### Exercise requirements
Give the number of lines below that contain the string "exactly", and no other text.

### Material supplied
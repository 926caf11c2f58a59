use crate::latch::{CountDownGuard, Latch};
use crate::shard::Shard;
use crate::{CacheConfig, CacheObserver, Result, ShardRouter};
use parking_lot::Mutex;
use std::any::Any;
use std::sync::Arc;

/// A cache storing values of any type, boxed behind `Arc<dyn Any>`.
///
/// # Examples
/// ```
/// use shardcache::AnyCache;
/// use std::sync::Arc;
///
/// let cache = AnyCache::new(4).unwrap();
/// cache.set("answer", Arc::new(42_u32));
/// cache.set("name", Arc::new("shardcache"));
///
/// let answer = cache.get("answer").unwrap();
/// assert_eq!(answer.downcast_ref::<u32>(), Some(&42));
/// ```
pub type AnyCache = ShardedCache<Arc<dyn Any + Send + Sync>>;

/// A thread-safe key-value cache split into independently locked shards.
///
/// Every key is routed to exactly one shard by a SHA-256 digest of the key,
/// so operations on keys that live in different shards never block each
/// other. No operation holds more than one shard lock at a time.
///
/// Values are opaque to the cache: they are never compared, hashed or
/// serialized. A stored value is always reported as present, even when it is
/// a "zero" value such as `0`, `""` or `None`.
pub struct ShardedCache<V> {
    router: ShardRouter,
    shards: Vec<Arc<Shard<V>>>,
    observer: Option<Arc<dyn CacheObserver>>,
}

impl<V> Default for ShardedCache<V> {
    fn default() -> Self {
        Self::with_router(ShardRouter::default(), 0)
    }
}

impl<V> std::fmt::Debug for ShardedCache<V> {
    fn fmt(&self, f: &mut std::fmt::Formatter<'_>) -> std::fmt::Result {
        f.debug_struct("ShardedCache")
            .field("shard_count", &self.shard_count())
            .field("len", &self.len())
            .field("observed", &self.observer.is_some())
            .finish()
    }
}

impl<V> ShardedCache<V> {
    /// Creates a new cache with `shard_count` shards.
    ///
    /// # Arguments
    ///
    /// * `shard_count` - The number of shards to create.
    ///
    /// # Returns
    ///
    /// A new `ShardedCache` instance.
    ///
    /// # Errors
    ///
    /// Fails with [`Error::ZeroShards`](crate::Error::ZeroShards) if
    /// `shard_count` is zero and with
    /// [`Error::TooManyShards`](crate::Error::TooManyShards) if it exceeds
    /// [`MAX_SHARD_COUNT`](crate::MAX_SHARD_COUNT).
    ///
    /// # Examples
    /// ```
    /// use shardcache::{Error, ShardedCache};
    ///
    /// let cache = ShardedCache::<u32>::new(3).unwrap();
    /// assert_eq!(cache.shard_count(), 3);
    /// assert_eq!(ShardedCache::<u32>::new(0).unwrap_err(), Error::ZeroShards);
    /// ```
    pub fn new(shard_count: usize) -> Result<Self> {
        Self::with_capacity_and_shard_count(0, shard_count)
    }

    /// Creates a new cache with the specified initial capacity and number of shards.
    ///
    /// # Arguments
    ///
    /// * `capacity` - The total initial capacity, split evenly across the shards.
    /// * `shard_count` - The number of shards to create.
    ///
    /// # Returns
    ///
    /// A new `ShardedCache` instance, or the error from [`ShardedCache::new`].
    pub fn with_capacity_and_shard_count(capacity: usize, shard_count: usize) -> Result<Self> {
        Ok(Self::with_router(ShardRouter::new(shard_count)?, capacity))
    }

    /// Creates a new cache from a [`CacheConfig`].
    ///
    /// # Arguments
    ///
    /// * `config` - Shard count and initial capacity.
    ///
    /// # Returns
    ///
    /// A new `ShardedCache` instance, or the error from [`ShardedCache::new`].
    pub fn from_config(config: &CacheConfig) -> Result<Self> {
        Self::with_capacity_and_shard_count(config.capacity, config.shard_count)
    }

    fn with_router(router: ShardRouter, capacity: usize) -> Self {
        let shard_count = router.shard_count();
        let shard_capacity = capacity / shard_count;
        tracing::debug!(shard_count, capacity, "creating sharded cache");
        Self {
            router,
            shards: (0..shard_count)
                .map(|_| Arc::new(Shard::with_capacity(shard_capacity)))
                .collect(),
            observer: None,
        }
    }

    /// Installs an observer that is notified of every routed key, lookup,
    /// write and delete.
    ///
    /// # Examples
    /// ```
    /// use shardcache::{CountingObserver, ShardedCache};
    /// use std::sync::Arc;
    ///
    /// let observer = Arc::new(CountingObserver::new());
    /// let cache = ShardedCache::new(2).unwrap().with_observer(observer.clone());
    /// cache.set("a", 1);
    /// assert_eq!(cache.get("a"), Some(1));
    /// assert_eq!(cache.get("b"), None);
    ///
    /// let stats = observer.snapshot();
    /// assert_eq!((stats.hits, stats.misses, stats.writes), (1, 1, 1));
    /// ```
    pub fn with_observer(mut self, observer: Arc<dyn CacheObserver>) -> Self {
        self.observer = Some(observer);
        self
    }

    pub fn shard_count(&self) -> usize {
        self.shards.len()
    }

    /// Returns the index of the shard that owns `key`.
    ///
    /// # Arguments
    ///
    /// * `key` - The key to route.
    ///
    /// # Returns
    ///
    /// An index in `0..shard_count()`, the same for every call with `key`.
    pub fn shard_index(&self, key: &str) -> usize {
        self.router.route(key)
    }

    /// Gets a clone of the value stored under `key`.
    ///
    /// Takes the owning shard's read lock.
    ///
    /// # Examples
    /// ```
    /// use shardcache::ShardedCache;
    ///
    /// let cache = ShardedCache::new(3).unwrap();
    /// cache.set("a", 0);
    /// assert_eq!(cache.get("a"), Some(0));
    /// assert_eq!(cache.get("z"), None);
    /// ```
    pub fn get(&self, key: &str) -> Option<V>
    where
        V: Clone,
    {
        let value = self.shard(key).get(key);
        self.observe_lookup(key, value.is_some());
        value
    }

    /// Runs `func` on the value stored under `key` without cloning it.
    ///
    /// `func` runs while the owning shard's read lock is held. It may call
    /// `get`, `get_with`, `contains`, `len` or `keys` on this cache, but a
    /// `set`, `remove`, `delete` or `clear` that reaches the same shard
    /// deadlocks.
    pub fn get_with<F, R>(&self, key: &str, func: F) -> R
    where
        F: FnOnce(Option<&V>) -> R,
    {
        let mut hit = false;
        let ret = self.shard(key).get_with(key, |value| {
            hit = value.is_some();
            func(value)
        });
        self.observe_lookup(key, hit);
        ret
    }

    /// Returns true if `key` is present.
    pub fn contains(&self, key: &str) -> bool {
        let hit = self.shard(key).contains(key);
        self.observe_lookup(key, hit);
        hit
    }

    /// Inserts `value` under `key`, overwriting any previous value.
    ///
    /// Takes the owning shard's write lock.
    pub fn set(&self, key: impl Into<String>, value: V) {
        let key = key.into();
        let shard = self.shard(&key);
        if let Some(observer) = &self.observer {
            observer.on_write(&key);
        }
        shard.set(key, value);
    }

    /// Removes `key`, returning its value if it was present.
    pub fn remove(&self, key: &str) -> Option<V> {
        let value = self.shard(key).remove(key);
        if let Some(observer) = &self.observer {
            observer.on_delete(key, value.is_some());
        }
        value
    }

    /// Removes `key`. Deleting a key that is not present does nothing.
    pub fn delete(&self, key: &str) {
        self.remove(key);
    }

    /// Counts the entries across all shards, one shard at a time.
    ///
    /// Under concurrent writes the total is not a snapshot of any single
    /// moment.
    pub fn len(&self) -> usize {
        self.shards.iter().map(|s| s.len()).sum()
    }

    pub fn is_empty(&self) -> bool {
        self.shards.iter().all(|s| s.is_empty())
    }

    /// Removes every entry, clearing one shard at a time.
    pub fn clear(&self) {
        self.shards.iter().for_each(|s| s.clear());
    }

    /// Lists every key present in the cache, in no particular order.
    ///
    /// One scan thread is spawned per shard; each takes that shard's read lock,
    /// copies its keys and appends them to a shared accumulator guarded by its
    /// own mutex. The call returns only after every scan has finished.
    ///
    /// The result is the union of independent per-shard snapshots, not an
    /// atomic snapshot of the whole cache: a write to one shard may land
    /// between the scans of two others. When nothing is written concurrently,
    /// the result holds every present key exactly once.
    ///
    /// If a scan thread cannot be spawned, that shard is scanned on the calling
    /// thread instead.
    ///
    /// # Panics
    ///
    /// Re-raises a panic from any scan thread after every scan has finished, so
    /// a failed scan never yields a silently incomplete listing.
    ///
    /// # Examples
    /// ```
    /// use shardcache::ShardedCache;
    ///
    /// let cache = ShardedCache::new(3).unwrap();
    /// cache.set("a", 1);
    /// cache.set("b", 2);
    /// cache.set("c", 3);
    ///
    /// let mut keys = cache.keys();
    /// keys.sort();
    /// assert_eq!(keys, ["a", "b", "c"]);
    /// ```
    pub fn keys(&self) -> Vec<String>
    where
        V: Send + Sync + 'static,
    {
        self.scan_shards(|_, shard, keys| shard.collect_keys_into(keys))
    }

    /// Runs `scan` once per shard, each on its own thread, and returns what
    /// the scans appended to the shared accumulator.
    ///
    /// Waits for every scan to finish. A panic in any scan is re-raised on the
    /// calling thread once all scans are done.
    fn scan_shards<F>(&self, scan: F) -> Vec<String>
    where
        V: Send + Sync + 'static,
        F: Fn(usize, &Shard<V>, &Mutex<Vec<String>>) + Clone + Send + 'static,
    {
        if let [shard] = self.shards.as_slice() {
            let keys = Mutex::new(Vec::new());
            scan(0, &**shard, &keys);
            return keys.into_inner();
        }

        let keys = Arc::new(Mutex::new(Vec::new()));
        // The router caps the shard count well below u32::MAX.
        let latch = Arc::new(Latch::new(self.shards.len() as u32));
        let mut handles = Vec::with_capacity(self.shards.len());

        for (index, shard) in self.shards.iter().enumerate() {
            let task = {
                let shard = shard.clone();
                let keys = keys.clone();
                let latch = latch.clone();
                let scan = scan.clone();
                move || {
                    let _guard = CountDownGuard(&*latch);
                    scan(index, &*shard, &*keys);
                }
            };
            let spawned = std::thread::Builder::new()
                .name(format!("shardcache-scan-{index}"))
                .spawn(task);
            match spawned {
                Ok(handle) => handles.push(handle),
                Err(err) => {
                    tracing::warn!(index, %err, "failed to spawn shard scan thread, scanning inline");
                    let _guard = CountDownGuard(&*latch);
                    scan(index, &**shard, &*keys);
                }
            }
        }

        latch.wait();
        for handle in handles {
            if let Err(payload) = handle.join() {
                std::panic::resume_unwind(payload);
            }
        }
        let mut keys = keys.lock();
        std::mem::take(&mut *keys)
    }

    #[inline(always)]
    fn shard(&self, key: &str) -> &Shard<V> {
        let index = self.router.route(key);
        if let Some(observer) = &self.observer {
            observer.on_route(key, index);
        }
        &self.shards[index]
    }

    #[inline(always)]
    fn observe_lookup(&self, key: &str, hit: bool) {
        if let Some(observer) = &self.observer {
            observer.on_lookup(key, hit);
        }
    }
}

### Response to this task
2